- [Supplied information]:
-=-=-=-=-

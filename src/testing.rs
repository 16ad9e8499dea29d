//! In-process fakes for driving whole tasks without a database.
//!
//! - [`ScriptedSource`] replays a fixed list of stream steps
//! - [`FixedSourceFactory`] hands the same source to every built task
//! - [`MemorySinkFactory`] builds MySQL sinks over [`MemoryExecutor`]s
//! - [`memory_stack`] wires a [`MemoryMetaStore`] into a builder

use std::collections::{HashMap, HashSet, VecDeque};
use std::sync::atomic::{AtomicBool, AtomicUsize, Ordering};
use std::sync::{Arc, Mutex};

use anyhow::{anyhow, bail, Result};
use async_trait::async_trait;
use checkpoint::BinlogPosition;
use meta_store::{DestinationRecord, MemoryMetaStore};
use mysql_binlog_source::{EventHandler, SourceConfig, StreamingSource};
use mysql_sink::testing::MemoryExecutor;
use mysql_sink::{MySQLSink, MySQLSinkConfig};
use sink::Sinker;
use sync_core::ChangeEvent;
use tokio::sync::Notify;

use crate::builder::{SinkFactory, SourceFactory, TaskBuilder};
use crate::task::{CheckpointTiming, TaskContext, TaskRegistry};

/// One step of a scripted stream.
#[derive(Debug, Clone)]
pub enum ScriptStep {
    /// Deliver rows, then mark `commit` as synced.
    Rows { event: ChangeEvent, commit: BinlogPosition },
    Rotate(BinlogPosition),
    Ddl { query: String, next: BinlogPosition },
    /// Fail the stream.
    Fail(String),
}

impl ScriptStep {
    pub fn rows(event: ChangeEvent, commit: BinlogPosition) -> Self {
        ScriptStep::Rows { event, commit }
    }
}

#[derive(Default)]
struct ScriptState {
    steps: VecDeque<ScriptStep>,
    dump: Vec<ChangeEvent>,
    dump_error: Option<String>,
    dump_end: Option<BinlogPosition>,
    master: Option<BinlogPosition>,
    synced: BinlogPosition,
    run_from: Vec<BinlogPosition>,
}

/// A [`StreamingSource`] that replays a script, then idles until closed.
#[derive(Default)]
pub struct ScriptedSource {
    state: Mutex<ScriptState>,
    closed: AtomicBool,
    closes: AtomicUsize,
    dumps: AtomicUsize,
    notify: Notify,
}

impl ScriptedSource {
    pub fn new() -> Self {
        Self::default()
    }

    fn lock(&self) -> std::sync::MutexGuard<'_, ScriptState> {
        self.state.lock().unwrap_or_else(|e| e.into_inner())
    }

    pub fn with_steps(self, steps: Vec<ScriptStep>) -> Self {
        self.lock().steps.extend(steps);
        self
    }

    pub fn with_master(self, position: BinlogPosition) -> Self {
        self.lock().master = Some(position);
        self
    }

    /// Configure a dump that delivers `events` and ends at `end`.
    pub fn with_dump(self, events: Vec<ChangeEvent>, end: BinlogPosition) -> Self {
        {
            let mut state = self.lock();
            state.dump = events;
            state.dump_end = Some(end);
        }
        self
    }

    pub fn with_failing_dump(self, error: &str) -> Self {
        {
            let mut state = self.lock();
            state.dump_end = Some(BinlogPosition::default());
            state.dump_error = Some(error.to_string());
        }
        self
    }

    /// Positions `run_from` was called with.
    pub fn run_from_calls(&self) -> Vec<BinlogPosition> {
        self.lock().run_from.clone()
    }

    pub fn closes(&self) -> usize {
        self.closes.load(Ordering::SeqCst)
    }

    pub fn dumps(&self) -> usize {
        self.dumps.load(Ordering::SeqCst)
    }

    fn set_synced(&self, position: BinlogPosition) {
        self.lock().synced = position;
    }

    fn next_step(&self) -> Option<ScriptStep> {
        self.lock().steps.pop_front()
    }

    async fn wait_closed(&self) {
        loop {
            let notified = self.notify.notified();
            if self.closed.load(Ordering::SeqCst) {
                return;
            }
            notified.await;
        }
    }
}

#[async_trait]
impl StreamingSource for ScriptedSource {
    async fn dump(&self, handler: &dyn EventHandler) -> Result<()> {
        self.dumps.fetch_add(1, Ordering::SeqCst);
        let (events, error, end) = {
            let state = self.lock();
            (state.dump.clone(), state.dump_error.clone(), state.dump_end.clone())
        };
        if let Some(error) = error {
            bail!("{error}");
        }
        for event in events {
            handler.on_rows(&event.with_dump(true)).await?;
        }
        if let Some(end) = end {
            self.set_synced(end);
        }
        Ok(())
    }

    fn has_dump(&self) -> bool {
        self.lock().dump_end.is_some()
    }

    async fn master_position(&self) -> Result<BinlogPosition> {
        self.lock()
            .master
            .clone()
            .ok_or_else(|| anyhow!("source unreachable"))
    }

    fn synced_position(&self) -> BinlogPosition {
        self.lock().synced.clone()
    }

    async fn run_from(&self, position: BinlogPosition, handler: Arc<dyn EventHandler>) -> Result<()> {
        {
            let mut state = self.lock();
            state.run_from.push(position.clone());
            state.synced = position;
        }
        while let Some(step) = self.next_step() {
            if self.closed.load(Ordering::SeqCst) {
                return Ok(());
            }
            let synced = self.synced_position();
            match step {
                ScriptStep::Rows { event, commit } => {
                    handler.on_rows(&event).await?;
                    self.set_synced(commit);
                }
                ScriptStep::Rotate(next) => {
                    handler.on_rotate(&next, &synced).await?;
                    self.set_synced(next);
                }
                ScriptStep::Ddl { query, next } => {
                    handler.on_ddl(&next, &query, &synced).await?;
                    self.set_synced(next);
                }
                ScriptStep::Fail(error) => bail!("{error}"),
            }
        }
        self.wait_closed().await;
        Ok(())
    }

    async fn close(&self) {
        self.closes.fetch_add(1, Ordering::SeqCst);
        self.closed.store(true, Ordering::SeqCst);
        self.notify.notify_waiters();
    }

    fn delay(&self) -> u32 {
        0
    }
}

/// Returns the same source for every task.
pub struct FixedSourceFactory(pub Arc<ScriptedSource>);

impl SourceFactory for FixedSourceFactory {
    fn open(&self, _config: &SourceConfig) -> Result<Arc<dyn StreamingSource>> {
        Ok(self.0.clone())
    }
}

/// Builds sinks over in-memory executors keyed by destination name.
#[derive(Default)]
pub struct MemorySinkFactory {
    executors: Mutex<HashMap<String, Arc<MemoryExecutor>>>,
    unreachable: Mutex<HashSet<String>>,
}

impl MemorySinkFactory {
    pub fn new() -> Self {
        Self::default()
    }

    pub fn with_executor(self, destination: &str, executor: MemoryExecutor) -> Self {
        self.executors
            .lock()
            .unwrap_or_else(|e| e.into_inner())
            .insert(destination.to_string(), Arc::new(executor));
        self
    }

    /// Make building `destination` fail as if it could not be reached.
    pub fn with_unreachable(self, destination: &str) -> Self {
        self.unreachable
            .lock()
            .unwrap_or_else(|e| e.into_inner())
            .insert(destination.to_string());
        self
    }

    pub fn executor(&self, destination: &str) -> Option<Arc<MemoryExecutor>> {
        self.executors
            .lock()
            .unwrap_or_else(|e| e.into_inner())
            .get(destination)
            .cloned()
    }
}

#[async_trait]
impl SinkFactory for MemorySinkFactory {
    async fn build(&self, dest: &DestinationRecord, config: MySQLSinkConfig) -> Result<Arc<dyn Sinker>> {
        if self
            .unreachable
            .lock()
            .unwrap_or_else(|e| e.into_inner())
            .contains(&dest.name)
        {
            bail!("destination {} unreachable", dest.name);
        }
        let executor = self
            .executor(&dest.name)
            .ok_or_else(|| anyhow!("no executor for destination {}", dest.name))?;
        Ok(Arc::new(MySQLSink::with_executor(dest.name.clone(), &config, executor)))
    }
}

/// Fast timing for tests: 10ms ticks, 50ms interval.
pub fn fast_timing() -> CheckpointTiming {
    CheckpointTiming {
        tick: std::time::Duration::from_millis(10),
        interval: std::time::Duration::from_millis(50),
    }
}

/// Builder, store and registry over in-memory parts.
pub fn memory_stack(
    store: Arc<MemoryMetaStore>,
    source: Arc<ScriptedSource>,
    sinks: Arc<MemorySinkFactory>,
    timing: CheckpointTiming,
) -> (Arc<TaskBuilder>, Arc<TaskRegistry>) {
    let registry = Arc::new(TaskRegistry::new());
    let ctx = TaskContext::new(store, registry.clone(), timing);
    let builder = Arc::new(TaskBuilder::new(
        ctx,
        Arc::new(FixedSourceFactory(source)),
        sinks,
    ));
    (builder, registry)
}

-=-=-=-=-

If a line above contains the word "ChangeEvent", list it.

use sync_core::ChangeEvent;
    Rows { event: ChangeEvent, commit: BinlogPosition },
    pub fn rows(event: ChangeEvent, commit: BinlogPosition) -> Self {
    dump: Vec<ChangeEvent>,
    pub fn with_dump(self, events: Vec<ChangeEvent>, end: BinlogPosition) -> Self {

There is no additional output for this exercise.